Cassels Milk Stout is made by a family brewery in Dunedin. They won the same award last year, so the beer must be good.
It cost me $9.95 for the 518 ml bottle.
I've saved it for this moment. To savour after my exertions on the squash court, but also to spur me to write handsome prose about the beer I'm about to drink.
How pretentious you say. It's only a beer.
Maybe. But disregarding its award-winning pedigree, this beer has a context which makes it special. It's after squash beer.
It's a reward. Its flavours and relaxing effect have been built up by what I've been doing prior.
The best beers are always like this. There's the beer after you've done the lawns on a hot summer's day. Oh, the kick of flavour when that beer hits your mouth!
There's the beer after a hard day at work, which has the sweet taste of at least it's over.
An occasion always adds to the enjoyment.
There's the first beer you drink in a pub with friends you haven't seen for an age. That's the taste of good conversation and humour. That's the beer which gives you a warm glowing feeling.
I've drunk many a first beer in situations like these which I didn't really like the taste of, yet it was still enjoyable. (The second beer can be a different story, but not one I'm telling here.)
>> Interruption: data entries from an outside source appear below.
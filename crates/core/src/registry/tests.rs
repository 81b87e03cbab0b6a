use quill_primitives::{Bias, Change, EditOrigin, Position};

use super::*;

fn ten_lines() -> Document {
	let text: String = (0..10).map(|i| format!("line {i}\n")).collect();
	Document::new(DocumentId(1), &text)
}

fn lines(doc: &mut Document, first: usize, last: usize, job: u64) -> (LineSpan, NewRegion) {
	let start = doc.create_position(Position::line_start(first), Bias::Right).unwrap();
	let end = doc.create_position(Position::new(last, 6), Bias::Left).unwrap();
	let new = NewRegion {
		document: doc.id(),
		start,
		end,
		mode: SelectionMode::Line,
		fingerprint: 0,
		job: JobId(job),
	};
	(LineSpan::new(first, last), new)
}

#[test]
fn disjoint_regions_register_and_overlap_is_rejected() {
	let mut doc = ten_lines();
	let mut registry = RegionRegistry::new();

	let (span, new) = lines(&mut doc, 1, 2, 1);
	let a = registry.register(&doc, span, new).unwrap();
	let (span, new) = lines(&mut doc, 4, 5, 2);
	registry.register(&doc, span, new).unwrap();

	let (span, new) = lines(&mut doc, 2, 4, 3);
	let err = registry.register(&doc, span, new).unwrap_err();
	assert_eq!(err, OverlapError { region: a, job: JobId(1) });
	assert_eq!(registry.len(), 2);
}

#[test]
fn adjacent_lines_do_not_overlap() {
	let mut doc = ten_lines();
	let mut registry = RegionRegistry::new();
	let (span, new) = lines(&mut doc, 2, 3, 1);
	let id = registry.register(&doc, span, new).unwrap();

	assert_eq!(registry.find_overlapping(&doc, LineSpan::new(4, 9)), None);
	assert_eq!(registry.find_overlapping(&doc, LineSpan::new(0, 1)), None);
	assert_eq!(registry.find_overlapping(&doc, LineSpan::new(3, 9)), Some(id));
	assert_eq!(registry.find_containing(&doc, 2), Some(id));
	assert_eq!(registry.find_containing(&doc, 4), None);
}

#[test]
fn spans_follow_edits() {
	let mut doc = ten_lines();
	let mut registry = RegionRegistry::new();
	let (span, new) = lines(&mut doc, 3, 5, 1);
	let id = registry.register(&doc, span, new).unwrap();

	doc.apply_change(Change::insert(0, "a\nb\n"), EditOrigin::External).unwrap();

	assert_eq!(registry.span(&doc, id), Some(LineSpan::new(5, 7)));
	assert_eq!(registry.find_containing(&doc, 3), None);
	assert_eq!(registry.find_containing(&doc, 7), Some(id));
}

#[test]
fn vanished_regions_do_not_block() {
	let mut doc = ten_lines();
	let mut registry = RegionRegistry::new();
	let (span, new) = lines(&mut doc, 3, 5, 1);
	let id = registry.register(&doc, span, new).unwrap();

	let from = doc.char_at(Position::line_start(2)).unwrap();
	let to = doc.char_at(Position::line_start(7)).unwrap();
	doc.apply_change(Change::delete(from, to), EditOrigin::External).unwrap();

	assert_eq!(registry.span(&doc, id), None);
	let spans: Vec<_> = registry.spans_in(&doc).into_iter().map(|(r, span)| (r.id, span)).collect();
	assert_eq!(spans, vec![(id, None)]);
	assert_eq!(registry.find_containing(&doc, 2), None);

	let (span, new) = lines(&mut doc, 2, 3, 2);
	assert!(registry.register(&doc, span, new).is_ok());
}

#[test]
fn regions_of_other_documents_are_ignored() {
	let mut doc = ten_lines();
	let mut other = Document::new(DocumentId(2), "x\ny\n");
	let mut registry = RegionRegistry::new();
	let (span, new) = lines(&mut doc, 0, 1, 1);
	let id = registry.register(&doc, span, new).unwrap();

	assert_eq!(registry.find_containing(&other, 0), None);
	assert_eq!(registry.span(&other, id), None);
	let start = other.create_position(Position::line_start(0), Bias::Right).unwrap();
	let end = other.create_position(Position::new(0, 1), Bias::Left).unwrap();
	let new = NewRegion {
		document: other.id(),
		start,
		end,
		mode: SelectionMode::Char,
		fingerprint: 0,
		job: JobId(2),
	};
	assert!(registry.register(&other, LineSpan::single(0), new).is_ok());
	assert_eq!(registry.regions_in(doc.id()).count(), 1);
}

#[test]
fn release_is_idempotent() {
	let mut doc = ten_lines();
	let mut registry = RegionRegistry::new();
	let (span, new) = lines(&mut doc, 0, 0, 1);
	let id = registry.register(&doc, span, new).unwrap();

	assert_eq!(registry.release(id).map(|r| r.job), Some(JobId(1)));
	assert_eq!(registry.release(id), None);
	assert!(registry.is_empty());
}

#[test]
fn fingerprint_tracks_text() {
	assert_eq!(fingerprint("line 3\nline 4"), fingerprint("line 3\nline 4"));
	assert_ne!(fingerprint("line 3\nline 4"), fingerprint("line 3\nline 5"));
}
The rise of craft beer has heightened the possibilities for enjoying one beer. You can spend a delicious 10-15 minutes slowly savouring the tastes of a beer that's been given distinctive qualities by an expert brewer.
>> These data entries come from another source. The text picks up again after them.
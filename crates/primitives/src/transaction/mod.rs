//! Text change primitives.
//!
//! A [`Transaction`] is a validated, ordered list of [`Change`]s over one
//! document revision, together with the [`ChangeSet`] used to apply it and to
//! map tracked positions through it.

mod changeset;
mod types;

pub use changeset::ChangeSet;
use thiserror::Error;
pub use types::{Bias, Change};

use crate::RopeSlice;
use crate::range::{CharIdx, LineSpan};

/// Reasons a list of changes cannot form a transaction.
#[derive(Debug, Clone, PartialEq, Eq, Error)]
pub enum ChangeError {
	/// A change starts after it ends.
	#[error("change start {start} is after its end {end}")]
	Inverted {
		/// Start of the offending change.
		start: CharIdx,
		/// End of the offending change.
		end: CharIdx,
	},
	/// A change reaches past the end of the document.
	#[error("change {start}..{end} is out of bounds for a document of {len} chars")]
	OutOfBounds {
		/// Start of the offending change.
		start: CharIdx,
		/// End of the offending change.
		end: CharIdx,
		/// Document length in chars.
		len: usize,
	},
	/// Two changes cover the same text.
	#[error("changes overlap at {at}")]
	Overlapping {
		/// Char index where the overlap begins.
		at: CharIdx,
	},
}

/// An ordered set of non-overlapping changes against one document revision.
#[derive(Debug, Clone, PartialEq, Eq)]
pub struct Transaction {
	changes: ChangeSet,
	edits: Vec<Change>,
}

impl Transaction {
	/// Builds a transaction from changes expressed in `doc` coordinates.
	///
	/// Changes are sorted by start position; overlapping or out-of-range
	/// changes are rejected.
	pub fn change(doc: RopeSlice, changes: impl IntoIterator<Item = Change>) -> Result<Self, ChangeError> {
		let len = doc.len_chars();
		let mut edits: Vec<Change> = changes.into_iter().collect();
		edits.sort_by_key(|c| (c.start, c.end));

		let mut set = ChangeSet::default();
		let mut last = 0;
		for change in &edits {
			if change.start > change.end {
				return Err(ChangeError::Inverted {
					start: change.start,
					end: change.end,
				});
			}
			if change.end > len {
				return Err(ChangeError::OutOfBounds {
					start: change.start,
					end: change.end,
					len,
				});
			}
			if change.start < last {
				return Err(ChangeError::Overlapping { at: change.start });
			}

			set.retain(change.start - last);
			set.delete(change.end - change.start);
			if let Some(text) = &change.replacement {
				set.insert(text.clone());
			}
			last = change.end;
		}
		set.retain(len - last);

		Ok(Self { changes: set, edits })
	}

	/// Convenience constructor for a single change.
	pub fn single(doc: RopeSlice, change: Change) -> Result<Self, ChangeError> {
		Self::change(doc, [change])
	}

	/// Returns the underlying changeset.
	pub fn changes(&self) -> &ChangeSet {
		&self.changes
	}

	/// Returns the individual changes in document order.
	pub fn edits(&self) -> &[Change] {
		&self.edits
	}

	/// Returns true if the transaction changes nothing.
	pub fn is_noop(&self) -> bool {
		self.edits
			.iter()
			.all(|c| c.start == c.end && c.replacement.as_deref().is_none_or(str::is_empty))
	}

	/// Line spans touched by each change, in the source document.
	///
	/// A change covers the lines of its first and last removed characters;
	/// a pure insertion covers the line it is inserted on. A removal that
	/// starts mid-line and takes a line terminator also covers the line it
	/// joins onto the first one.
	pub fn line_spans<'a>(&'a self, doc: RopeSlice<'a>) -> impl Iterator<Item = LineSpan> + 'a {
		self.edits.iter().map(move |change| {
			let start_line = doc.char_to_line(change.start);
			let end_line = if change.end == change.start {
				start_line
			} else if change.start > doc.line_to_char(start_line) {
				doc.char_to_line(change.end)
			} else {
				doc.char_to_line(change.end - 1)
			};
			LineSpan::new(start_line, end_line)
		})
	}

	/// Applies the transaction to `doc`.
	pub fn apply(&self, doc: &mut crate::Rope) {
		self.changes.apply(doc);
	}
}
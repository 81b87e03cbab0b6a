use std::fmt;

macro_rules! define_id {
	($(#[$meta:meta])* $name:ident, $inner:ty, $prefix:literal) => {
		$(#[$meta])*
		#[derive(Debug, Clone, Copy, PartialEq, Eq, Hash, PartialOrd, Ord)]
		pub struct $name(pub $inner);

		impl fmt::Display for $name {
			fn fmt(&self, f: &mut fmt::Formatter<'_>) -> fmt::Result {
				write!(f, concat!($prefix, "#{}"), self.0)
			}
		}
	};
}

define_id!(
	/// Identifies an open document.
	DocumentId,
	u64,
	"doc"
);
define_id!(
	/// Identifies a live region in the region registry.
	RegionId,
	u64,
	"region"
);
define_id!(
	/// Identifies one supervised subprocess invocation.
	JobId,
	u64,
	"job"
);
define_id!(
	/// Key of a tracked position in a document's anchor arena.
	PositionId,
	usize,
	"pos"
);

/// Identity of an edit guard, used to make attaching idempotent.
#[derive(Debug, Clone, Copy, PartialEq, Eq, Hash)]
pub struct GuardId(pub &'static str);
And so, after suitably long suspense, now for the drinking…
I flick off the cap and pour into a high-stemmed glass. It pours like liquid black metal; truly obsidian in colour.
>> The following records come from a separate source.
use std::time::Duration;

use super::*;
use crate::ResultStore;

fn sh(script: &str) -> JobCommand {
	JobCommand::new("sh").args(["-c", script])
}

fn fast_config() -> SupervisorConfig {
	SupervisorConfig {
		poll_interval: Duration::from_millis(10),
		grace_period: Duration::from_millis(100),
		kill_timeout: Duration::from_secs(2),
		preview_lines: 8,
	}
}

async fn next_finished(supervisor: &mut JobSupervisor) -> FinishedJob {
	for _ in 0..500 {
		for event in supervisor.poll() {
			if let SupervisorEvent::Finished(job) = event {
				return job;
			}
		}
		tokio::time::sleep(Duration::from_millis(10)).await;
	}
	panic!("job did not finish in time");
}

fn start(supervisor: &mut JobSupervisor, store: &mut ResultStore, command: &JobCommand, prompt: &str) -> JobId {
	let id = supervisor.reserve_id();
	let slot = store.allocate(id).unwrap();
	supervisor
		.spawn(id, RegionId(id.0), command, prompt.as_bytes().to_vec(), slot)
		.unwrap()
}

#[tokio::test]
async fn completed_job_leaves_live_set_exactly_once() {
	let mut store = ResultStore::temporary().unwrap();
	let mut supervisor = JobSupervisor::new(fast_config());
	let cmd = sh(r#"cat > /dev/null; printf 'x\ny\n' > "$QUILL_OUTPUT""#);
	let id = start(&mut supervisor, &mut store, &cmd, "prompt");

	let finished = next_finished(&mut supervisor).await;
	assert_eq!(finished.id, id);
	assert_eq!(finished.region, RegionId(id.0));
	assert_eq!(finished.exit, JobExit::Completed);
	assert_eq!(store.read(&finished.slot).unwrap(), b"x\ny\n");

	assert!(!supervisor.contains(id));
	assert!(supervisor.poll().is_empty());
	assert_eq!(supervisor.terminate(id), TerminateRequest::AlreadyGone);
	store.release(finished.slot).unwrap();
}

#[tokio::test]
async fn prompt_is_delivered_on_stdin() {
	let mut store = ResultStore::temporary().unwrap();
	let mut supervisor = JobSupervisor::new(fast_config());
	let cmd = sh(r#"cat > "$QUILL_OUTPUT""#);
	start(&mut supervisor, &mut store, &cmd, "rewrite this\n");

	let finished = next_finished(&mut supervisor).await;
	assert_eq!(finished.exit, JobExit::Completed);
	assert_eq!(store.read(&finished.slot).unwrap(), b"rewrite this\n");
}

#[tokio::test]
async fn failing_exit_status_is_a_crash() {
	let mut store = ResultStore::temporary().unwrap();
	let mut supervisor = JobSupervisor::new(fast_config());
	start(&mut supervisor, &mut store, &sh("exit 3"), "");

	let finished = next_finished(&mut supervisor).await;
	assert!(matches!(finished.exit, JobExit::Crashed { .. }));
	assert_eq!(finished.status.and_then(|s| s.code()), Some(3));
	assert_eq!(store.read(&finished.slot).unwrap_err().kind(), io::ErrorKind::NotFound);
}

#[tokio::test]
async fn launch_failure_returns_the_slot() {
	let mut store = ResultStore::temporary().unwrap();
	let mut supervisor = JobSupervisor::new(fast_config());
	let id = supervisor.reserve_id();
	let slot = store.allocate(id).unwrap();

	let failure = supervisor
		.spawn(id, RegionId(1), &JobCommand::new("/nonexistent/quill-test-program"), Vec::new(), slot)
		.unwrap_err();

	assert!(matches!(failure.error, SpawnError::Launch { .. }));
	assert_eq!(failure.slot.job(), id);
	assert!(supervisor.is_empty());
	store.release(failure.slot).unwrap();
	assert_eq!(store.live_slots(), 0);
}

#[tokio::test]
async fn terminated_job_is_aborted() {
	let mut store = ResultStore::temporary().unwrap();
	let mut supervisor = JobSupervisor::new(fast_config());
	let id = start(&mut supervisor, &mut store, &sh("exec sleep 30"), "");

	let info = supervisor.info(id).unwrap();
	assert_eq!(info.region, RegionId(id.0));
	assert!(info.pid.is_some());

	assert_eq!(supervisor.terminate(id), TerminateRequest::Signalled);
	assert_eq!(supervisor.terminate(id), TerminateRequest::AlreadyTerminating);
	assert_eq!(supervisor.info(id).map(|i| i.state), Some(JobState::Terminating));

	let finished = next_finished(&mut supervisor).await;
	assert_eq!(finished.id, id);
	assert_eq!(finished.exit, JobExit::Aborted);
}

#[cfg(unix)]
#[tokio::test]
async fn ignored_graceful_signal_escalates_to_kill() {
	let mut store = ResultStore::temporary().unwrap();
	let mut supervisor = JobSupervisor::new(fast_config());
	let id = start(&mut supervisor, &mut store, &sh("trap '' TERM; while :; do sleep 0.05; done"), "");
	tokio::time::sleep(Duration::from_millis(50)).await;

	supervisor.terminate(id);
	let finished = next_finished(&mut supervisor).await;

	assert_eq!(finished.exit, JobExit::Aborted);
	assert!(finished.elapsed >= fast_config().grace_period);
}

#[tokio::test]
async fn job_surviving_the_kill_is_stuck_until_killed_again() {
	let mut store = ResultStore::temporary().unwrap();
	let mut supervisor = JobSupervisor::new(fast_config());
	let id = start(&mut supervisor, &mut store, &sh("exec sleep 30"), "");
	assert!(supervisor.expire_forced_kill(id));

	let events = supervisor.poll();
	assert!(matches!(
		events.as_slice(),
		[SupervisorEvent::TerminationFailed { id: i, region }] if *i == id && *region == RegionId(id.0)
	));
	assert_eq!(supervisor.state(id), Some(JobState::Stuck));
	assert!(supervisor.poll().is_empty());
	assert_eq!(supervisor.state(id), Some(JobState::Stuck));

	assert_eq!(supervisor.terminate(id), TerminateRequest::Signalled);
	assert_eq!(supervisor.state(id), Some(JobState::Terminating));
	let finished = next_finished(&mut supervisor).await;
	assert_eq!(finished.id, id);
	assert_eq!(finished.exit, JobExit::Aborted);
	assert!(!supervisor.expire_forced_kill(id));
}

#[tokio::test]
async fn shutdown_kills_everything() {
	let mut store = ResultStore::temporary().unwrap();
	let mut supervisor = JobSupervisor::new(fast_config());
	let a = start(&mut supervisor, &mut store, &sh("exec sleep 30"), "");
	let b = start(&mut supervisor, &mut store, &sh("exec sleep 30"), "");

	let mut drained: Vec<JobId> = supervisor
		.shutdown()
		.into_iter()
		.inspect(|job| assert_eq!(job.exit, JobExit::Aborted))
		.map(|job| job.id)
		.collect();
	drained.sort();

	assert_eq!(drained, vec![a, b]);
	assert!(supervisor.is_empty());
}

#[test]
fn reserved_ids_increase() {
	let mut supervisor = JobSupervisor::default();
	let a = supervisor.reserve_id();
	let b = supervisor.reserve_id();
	assert!(b > a);
}

#[tokio::test]
async fn preview_is_only_available_while_live() {
	let mut store = ResultStore::temporary().unwrap();
	let mut supervisor = JobSupervisor::new(fast_config());
	let id = start(&mut supervisor, &mut store, &sh("exec sleep 30"), "");

	assert_eq!(supervisor.preview(id), Some(Vec::new()));
	supervisor.terminate(id);
	next_finished(&mut supervisor).await;
	assert_eq!(supervisor.preview(id), None);
}
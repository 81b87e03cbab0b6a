use std::path::PathBuf;

use quill_primitives::DocumentId;
use rustc_hash::FxHashMap;

use crate::Document;

/// All open documents of one host.
#[derive(Debug, Default)]
pub struct DocumentStore {
	documents: FxHashMap<DocumentId, Document>,
	next_id: u64,
}

impl DocumentStore {
	pub fn new() -> Self {
		Self::default()
	}

	/// Opens a new document and returns its id.
	pub fn open(&mut self, text: &str, path: Option<PathBuf>) -> DocumentId {
		self.next_id += 1;
		let id = DocumentId(self.next_id);
		let mut doc = Document::new(id, text);
		if let Some(path) = path {
			doc = doc.with_path(path);
		}
		self.documents.insert(id, doc);
		id
	}

	pub fn get(&self, id: DocumentId) -> Option<&Document> {
		self.documents.get(&id)
	}

	pub fn get_mut(&mut self, id: DocumentId) -> Option<&mut Document> {
		self.documents.get_mut(&id)
	}

	/// Removes a document, returning it if it was open.
	pub fn close(&mut self, id: DocumentId) -> Option<Document> {
		self.documents.remove(&id)
	}

	pub fn len(&self) -> usize {
		self.documents.len()
	}

	pub fn is_empty(&self) -> bool {
		self.documents.is_empty()
	}
}

#[cfg(test)]
mod tests {
	use super::*;

	#[test]
	fn open_assigns_distinct_ids() {
		let mut store = DocumentStore::new();
		let a = store.open("a", None);
		let b = store.open("b", Some(PathBuf::from("/tmp/b.txt")));
		assert_ne!(a, b);
		assert_eq!(store.get(a).map(Document::contents).as_deref(), Some("a"));
		assert_eq!(store.get(b).and_then(Document::path), Some(std::path::Path::new("/tmp/b.txt")));
		assert!(store.close(a).is_some());
		assert!(store.close(a).is_none());
		assert_eq!(store.len(), 1);
	}
}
The froth is fine and slighted tanned, like the crema on top of a good espresso coffee.
I drink. The flavours mingle with the salty sweatiness still on my lips from the game of squash.
It goes down smooth and creamy, there's a perfect balance between sweetness (a result of the milk lactose used in the brewing) and bitterness.
The experience is not unlike eating dark chocolate between clean, fresh satin sheets.
There are taste hints of that last mouthful of a black coffee which has not-yet-dissolved grains of coffee-soaked raw sugar.
Definitely less bitter than Guinness. Not a take-your-head-off kind of beer at all. It's not Shane MacGowan of The Pogues singing Fiesta.
My music accompaniment would be Eric Burdon of The Animals singing We Gotta Get Out Of This Place in his Northern soul voice.
If you've ever seen footage of The Animals playing, and the working-class brawler Eric Burdon in a suit, then that's the balance that Cassels Milk Stout achieves. It's civilised, in a suit-and-tie kind of way, but there's still a hint of a rebellious dark side.
All comparisons aside, this a special beer worth investing your money and time.
Get the moment right — so important — and it will taste better even than it did to those judges who awarded it the top prize.